Bring a large pot of water to a boil, salt generously, and cook protein pasta according to package instructions. Reserve 1/2 cup pasta water before draining. Drain the pasta and return to the warm pot.
Add 1 24 ounce jar of marinara sauce and 1 cup of plain greek yogurt to a blender or food process and blend until smooth. Set aside.

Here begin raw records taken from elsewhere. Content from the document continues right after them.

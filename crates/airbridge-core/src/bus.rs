//! In-process publish/subscribe event bus.
//!
//! Each subscription owns an unbounded queue, so `publish` never blocks the
//! caller and a subscriber consumes its events strictly in publish order.
//! Subscriptions can filter on event topics and optionally on a device id;
//! dropping the [`Subscription`] unsubscribes.

use std::collections::HashSet;
use std::sync::atomic::{AtomicU64, Ordering};
use std::sync::{Arc, Mutex};

use tokio::sync::mpsc;
use tracing::trace;

use crate::device::DeviceId;
use crate::events::{Event, EventType};

struct Subscriber {
    id: u64,
    types: HashSet<EventType>,
    device: Option<DeviceId>,
    tx: mpsc::UnboundedSender<Event>,
}

impl Subscriber {
    fn matches(&self, event: &Event) -> bool {
        if !self.types.contains(&event.event_type()) {
            return false;
        }
        match (&self.device, &event.device_id) {
            (Some(want), Some(got)) => want == got,
            (Some(_), None) => false,
            (None, _) => true,
        }
    }
}

/// The bus. One instance is shared (via `Arc`) by every component.
pub struct EventBus {
    subscribers: Arc<Mutex<Vec<Subscriber>>>,
    next_id: AtomicU64,
}

impl EventBus {
    pub fn new() -> Arc<Self> {
        Arc::new(Self {
            subscribers: Arc::new(Mutex::new(Vec::new())),
            next_id: AtomicU64::new(1),
        })
    }

    /// Subscribe to the given topics, optionally filtered to one device.
    pub fn subscribe(&self, types: &[EventType], device: Option<DeviceId>) -> Subscription {
        let (tx, rx) = mpsc::unbounded_channel();
        let id = self.next_id.fetch_add(1, Ordering::Relaxed);
        let sub = Subscriber {
            id,
            types: types.iter().copied().collect(),
            device,
            tx,
        };
        self.subscribers.lock().unwrap().push(sub);
        Subscription {
            registry: Arc::clone(&self.subscribers),
            id,
            rx,
        }
    }

    /// Publish an event. Never blocks; dead subscribers are pruned.
    pub fn publish(&self, event: Event) {
        trace!(event = ?event.event_type(), device = ?event.device_id, "publish");
        let mut subs = self.subscribers.lock().unwrap();
        subs.retain(|sub| {
            if sub.matches(&event) {
                sub.tx.send(event.clone()).is_ok()
            } else {
                true
            }
        });
    }

    /// Number of live subscriptions (for tests and diagnostics).
    pub fn subscriber_count(&self) -> usize {
        self.subscribers.lock().unwrap().len()
    }
}

/// A live subscription. Receive with [`Subscription::recv`]; drop to
/// unsubscribe.
pub struct Subscription {
    registry: Arc<Mutex<Vec<Subscriber>>>,
    id: u64,
    rx: mpsc::UnboundedReceiver<Event>,
}

impl Subscription {
    /// Wait for the next matching event. Returns `None` once the bus has
    /// dropped this subscriber (shutdown).
    pub async fn recv(&mut self) -> Option<Event> {
        self.rx.recv().await
    }

    /// Non-blocking receive, for synchronous drains in tests.
    pub fn try_recv(&mut self) -> Option<Event> {
        self.rx.try_recv().ok()
    }
}

impl Drop for Subscription {
    fn drop(&mut self) {
        self.registry.lock().unwrap().retain(|s| s.id != self.id);
    }
}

In a skillet over medium-high heat, add ground beef, breaking it apart, and 1 tbsp Worcestershire Sauce, 1 tsp salt, 1 tsp paprika, 1 tsp garlic powder, 1 tsp Italian seasoning, and a dash of pepper and cook until browned, about 8-10 minutes. Drain excess fat if needed. Add the cooked meat to the pot of cooked pasta and cover with a lid to stay warm.
Drain excess oil from the skillet and return to medium-high heat. Add chopped onion and zucchini, sautéing for 5-7 minutes until softened. Add the chopped mushrooms and minced garlic and sauté for an additional 2-3 minutes or until the mushrooms are soft.
Add the sauted vegetables to the pot of warm pasta and meat. Pour in the sauce and stir until well blended. Add some reserved pasta water if needed for consistency. Sprinkle with parmesan cheese and fresh basil. Enjoy!